Components of the National blindness control program
Initial assessment: First step is to find out the magnitude, geographic distribution and causes of blindness in the country. Objective is to set up the priorities and development of suitable interventions.
Methods of intervention
Primary eye care: Wide range of eye conditions can be treated at grass root level by locally trained health workers
Secondary eye care: Involves the management of diseases like cataract, glaucoma, trichiasis, entropion etc at the secondary level i.e. PHC and District hospitals.
Tertiary eye care: Delivered through medical colleges and super specialty hospitals they provide sophisticated eye care like retinal detachment surgery, corneal grafting and other sophisticated forms of eye care.
Trachoma control: National Trachoma Control Program which started in 1963 is now merged with National program for control of blindness in 1976.
School eye health services: Screening of school children for preventable ocular morbidities, e.g. refractive errors, vit. A deficiency, squint, trachoma etc.
Occupational eye services: Provisions are made to provide eye care to the workers on campus through the industrial medical officer and a occupational nurse. Minor injuries and ailments are treated on campus, for serious injuries referral is given.
Control of Nutritional blindness
Vitamin A prophylaxis: Under this program 200000 I.U. of vitamin A is given to the children in the age group 1-6 years at the interval of 6 months.
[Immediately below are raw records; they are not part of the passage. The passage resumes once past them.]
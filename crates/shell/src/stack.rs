// SPDX-License-Identifier: BUSL-1.1
// Copyright (c) 2026 Alfred Jean LLC

//! Growable LIFO stack used by the precedence parser.
//!
//! The parser keeps two of these: one for operands (partially built command
//! trees) and one for pending operators. The stack owns what it holds, so
//! anything still pushed when a parse aborts is dropped with it.

/// Initial capacity, enough for typical command lines without regrowth.
const INITIAL_CAPACITY: usize = 8;

/// A last-in-first-out stack with amortized-constant growth.
#[derive(Debug, Clone, PartialEq, Eq)]
pub struct Stack<T> {
    items: Vec<T>,
}

impl<T> Stack<T> {
    /// Create an empty stack.
    pub fn new() -> Self {
        Self {
            items: Vec::with_capacity(INITIAL_CAPACITY),
        }
    }

    /// Push an element onto the top.
    #[inline]
    pub fn push(&mut self, item: T) {
        self.items.push(item);
    }

    /// Remove and return the top element, or `None` when empty.
    #[inline]
    pub fn pop(&mut self) -> Option<T> {
        self.items.pop()
    }

    /// Peek at the top element without removing it.
    #[inline]
    pub fn top(&self) -> Option<&T> {
        self.items.last()
    }

    /// Number of elements on the stack.
    #[inline]
    pub fn len(&self) -> usize {
        self.items.len()
    }

    #[inline]
    pub fn is_empty(&self) -> bool {
        self.items.is_empty()
    }

    /// Pop the top two elements as `(below, top)`.
    ///
    /// Returns `None` and leaves the stack untouched when fewer than two
    /// elements are present.
    pub fn pop_pair(&mut self) -> Option<(T, T)> {
        if self.items.len() < 2 {
            return None;
        }
        let top = self.items.pop()?;
        let below = self.items.pop()?;
        Some((below, top))
    }
}

impl<T> Default for Stack<T> {
    fn default() -> Self {
        Self::new()
    }
}

#[cfg(test)]
#[path = "stack_tests.rs"]
mod tests;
The children are kept under surveillance for five years to monitor the signs of Vitamin A deficiency i.e. Xeropthalmia.
Long term policy
Creating awareness in the population regarding the importance of consumption of foods rich in vitamin A, maintenance of good personal hygiene, control of poor environmental sanitation, supply of adequate and safe water. These are long term interventions to bring out the improvement in eye care.
Evaluation of the program
Like any other health program evaluation of the National blindness control program should be an integral part, to know the impact of the program. To know to which extent ophthalmic diseases and blindness is controlled, assess the manner and degree to which program activities are carried out and determine the changes that may have been produced.
Role of National and International Agencies
The National Association for the blind (NAB) is working in this field since 1952 it is providing welfare services to the blinds.
The Royal Society for the blind is active in the country since 1950.
International Agency for the prevention of blindness is a W.H.O. initiative for preventing blindness globally.
Danish International Development Agency (DANIDA) It is providing support to the National Blindness control Program in the form of training of personnel, direct technical co-operation and funding for the program. It is the initiative of DANIDA that doctors in this country are trained in community ophthalmology.
The right to sight is a global initiative started by W.H.O. on 18 th February 1999.
The objective of vision 2020 is to assist member countries in developing a sustainable system which will enable them to eliminate avoidable/preventable blindness by the year 2020.